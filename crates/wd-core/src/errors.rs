//! Error types for workingdays.
//!
//! Every failure a working-day calculation can hit is a variant of the
//! single [`Error`] enum below. None of them is retried: the calculation
//! stops at the first error and hands it back to the caller.

use thiserror::Error;

/// The top-level error type used throughout workingdays.
#[derive(Debug, Error, Clone, PartialEq, Eq)]
pub enum Error {
    /// The input does not parse as a real `DD/MM/YYYY` date.
    #[error("'{input}' is not a valid date. The format should be DD/MM/YYYY")]
    DateFormat {
        /// The offending input string.
        input: String,
    },

    /// The holiday provider does not know this country.
    #[error("Country {country} not available")]
    Jurisdiction {
        /// The country identifier as supplied by the caller.
        country: String,
    },

    /// The subdivision is not part of the resolved country.
    #[error("Country {country} does not have subdivision '{subdivision}'")]
    SubdivisionMismatch {
        /// The country identifier as supplied by the caller.
        country: String,
        /// The subdivision identifier as supplied by the caller.
        subdivision: String,
    },

    /// Date construction or arithmetic went out of range.
    #[error("date error: {0}")]
    Date(String),
}

impl Error {
    /// Build a [`Error::DateFormat`] for `input`.
    pub fn date_format(input: impl Into<String>) -> Self {
        Error::DateFormat {
            input: input.into(),
        }
    }

    /// Build a [`Error::Jurisdiction`] for `country`.
    pub fn unknown_country(country: impl Into<String>) -> Self {
        Error::Jurisdiction {
            country: country.into(),
        }
    }

    /// Build a [`Error::SubdivisionMismatch`] for `country` / `subdivision`.
    pub fn subdivision_mismatch(country: impl Into<String>, subdivision: impl Into<String>) -> Self {
        Error::SubdivisionMismatch {
            country: country.into(),
            subdivision: subdivision.into(),
        }
    }
}

/// Shorthand `Result` type used throughout workingdays.
pub type Result<T, E = Error> = std::result::Result<T, E>;

/// Return `Err(Error::Date(...))` if `$cond` is false.
///
/// # Example
/// ```
/// use wd_core::{ensure, errors::Result};
/// fn month(m: u8) -> Result<u8> {
///     ensure!((1..=12).contains(&m), "month {m} out of range [1, 12]");
///     Ok(m)
/// }
/// assert!(month(3).is_ok());
/// assert!(month(13).is_err());
/// ```
#[macro_export]
macro_rules! ensure {
    ($cond:expr, $($msg:tt)*) => {
        if !$cond {
            return Err($crate::errors::Error::Date(format!($($msg)*)));
        }
    };
}

#[cfg(test)]
mod tests {
    use super::*;

    #[test]
    fn date_format_message_names_input() {
        let err = Error::date_format("55/04/2023");
        assert_eq!(
            err.to_string(),
            "'55/04/2023' is not a valid date. The format should be DD/MM/YYYY"
        );
    }

    #[test]
    fn jurisdiction_message() {
        assert_eq!(
            Error::unknown_country("Atlantis").to_string(),
            "Country Atlantis not available"
        );
    }

    #[test]
    fn subdivision_mismatch_message() {
        assert_eq!(
            Error::subdivision_mismatch("US", "England").to_string(),
            "Country US does not have subdivision 'England'"
        );
    }
}
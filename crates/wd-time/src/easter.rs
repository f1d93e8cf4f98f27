//! Western (Gregorian) Easter.

use crate::date::Date;
use wd_core::errors::Result;

/// Return Easter Sunday for `year`.
///
/// Uses Oudin's algorithm, valid for any Gregorian year.
pub fn easter_sunday(year: u16) -> Result<Date> {
    let y = year as i32;
    let g = y % 19;
    let c = y / 100;
    let h = (c - c / 4 - (8 * c + 13) / 25 + 19 * g + 15) % 30;
    let i = h - (h / 28) * (1 - (h / 28) * (29 / (h + 1)) * ((21 - g) / 11));
    let j = (y + y / 4 + i + 2 - c + c / 4) % 7;
    let p = i - j;
    let day = 1 + (p + 27 + (p + 6) / 40) % 31;
    let month = 3 + (p + 26) / 30;
    Date::from_ymd(year, month as u8, day as u8)
}
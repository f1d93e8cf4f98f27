//! Working-day counting.
//!
//! A working day is a Monday–Friday that is not a public holiday of the
//! chosen jurisdiction. The count covers the days strictly after the given
//! date up to and including the last day of its month.

use tracing::{debug, trace};

use wd_core::errors::Result;
use wd_core::Settings;
use wd_holidays::{BuiltinHolidays, HolidayLookup, HolidaySet, Jurisdiction};
use wd_time::Date;

/// Counts remaining working days using a [`HolidayLookup`] and default
/// jurisdiction [`Settings`].
#[derive(Debug, Clone)]
pub struct WorkingDaysCalculator<L = BuiltinHolidays> {
    settings: Settings,
    holidays: L,
}

impl WorkingDaysCalculator<BuiltinHolidays> {
    /// A calculator backed by the built-in holiday calendars.
    pub fn new(settings: Settings) -> Self {
        Self::with_lookup(settings, BuiltinHolidays)
    }
}

impl Default for WorkingDaysCalculator<BuiltinHolidays> {
    fn default() -> Self {
        Self::new(Settings::default())
    }
}

impl<L: HolidayLookup> WorkingDaysCalculator<L> {
    /// A calculator backed by any holiday provider.
    pub fn with_lookup(settings: Settings, holidays: L) -> Self {
        Self { settings, holidays }
    }

    /// The default jurisdiction settings.
    pub fn settings(&self) -> &Settings {
        &self.settings
    }

    /// Working days left in the month after `date` (`DD/MM/YYYY`), in the
    /// default country and subdivision.
    pub fn working_days(&self, date: &str) -> Result<u32> {
        self.working_days_in(
            date,
            self.settings.default_country(),
            self.settings.default_subdivision(),
        )
    }

    /// Working days left in the month after `date` (`DD/MM/YYYY`) in
    /// `country` / `subdivision`. A `subdivision` of `"None"` uses
    /// country-wide holidays only.
    ///
    /// # Errors
    /// * [`wd_core::Error::DateFormat`] if `date` is not a real `DD/MM/YYYY` date.
    /// * [`wd_core::Error::Jurisdiction`] if the country is unknown.
    /// * [`wd_core::Error::SubdivisionMismatch`] if the subdivision is not part
    ///   of the country.
    pub fn working_days_in(&self, date: &str, country: &str, subdivision: &str) -> Result<u32> {
        let given = Date::parse_dmy(date)?;
        let jurisdiction = Jurisdiction::new(country, subdivision);
        let holidays = self.holidays.lookup(given.year(), &jurisdiction)?;
        let count = count_after(given, &holidays)?;
        debug!(%jurisdiction, date, count, "counted working days");
        Ok(count)
    }
}

/// Count the weekdays after `given` through the end of its month that are
/// not in `holidays`.
pub fn count_after(given: Date, holidays: &HolidaySet) -> Result<u32> {
    let remaining = given.month_length() - given.day_of_month();
    let mut working_days = 0;
    for offset in 1..=i32::from(remaining) {
        let candidate = given.add_days(offset)?;
        if candidate.weekday().is_weekday() && !holidays.contains(candidate) {
            trace!(?candidate, "working day");
            working_days += 1;
        }
    }
    Ok(working_days)
}

/// Working days left in the month after `date` (`DD/MM/YYYY`), using the
/// built-in holiday calendars.
///
/// ```
/// let n = workingdays::calculate_working_days("02/02/2022", "GB", "England").unwrap();
/// assert_eq!(n, 18);
/// ```
pub fn calculate_working_days(date: &str, country: &str, subdivision: &str) -> Result<u32> {
    WorkingDaysCalculator::new(Settings::default()).working_days_in(date, country, subdivision)
}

## [TASK PROMPT]
In the material above, transcribe exactly the lines beginning at the one with "#[derive(Debug, Clone)]" and ending at the one with "impl Default for", both included.

## [EXERCISE ANSWER]
#[derive(Debug, Clone)]
pub struct WorkingDaysCalculator<L = BuiltinHolidays> {
    settings: Settings,
    holidays: L,
}

impl WorkingDaysCalculator<BuiltinHolidays> {
    /// A calculator backed by the built-in holiday calendars.
    pub fn new(settings: Settings) -> Self {
        Self::with_lookup(settings, BuiltinHolidays)
    }
}

impl Default for WorkingDaysCalculator<BuiltinHolidays> {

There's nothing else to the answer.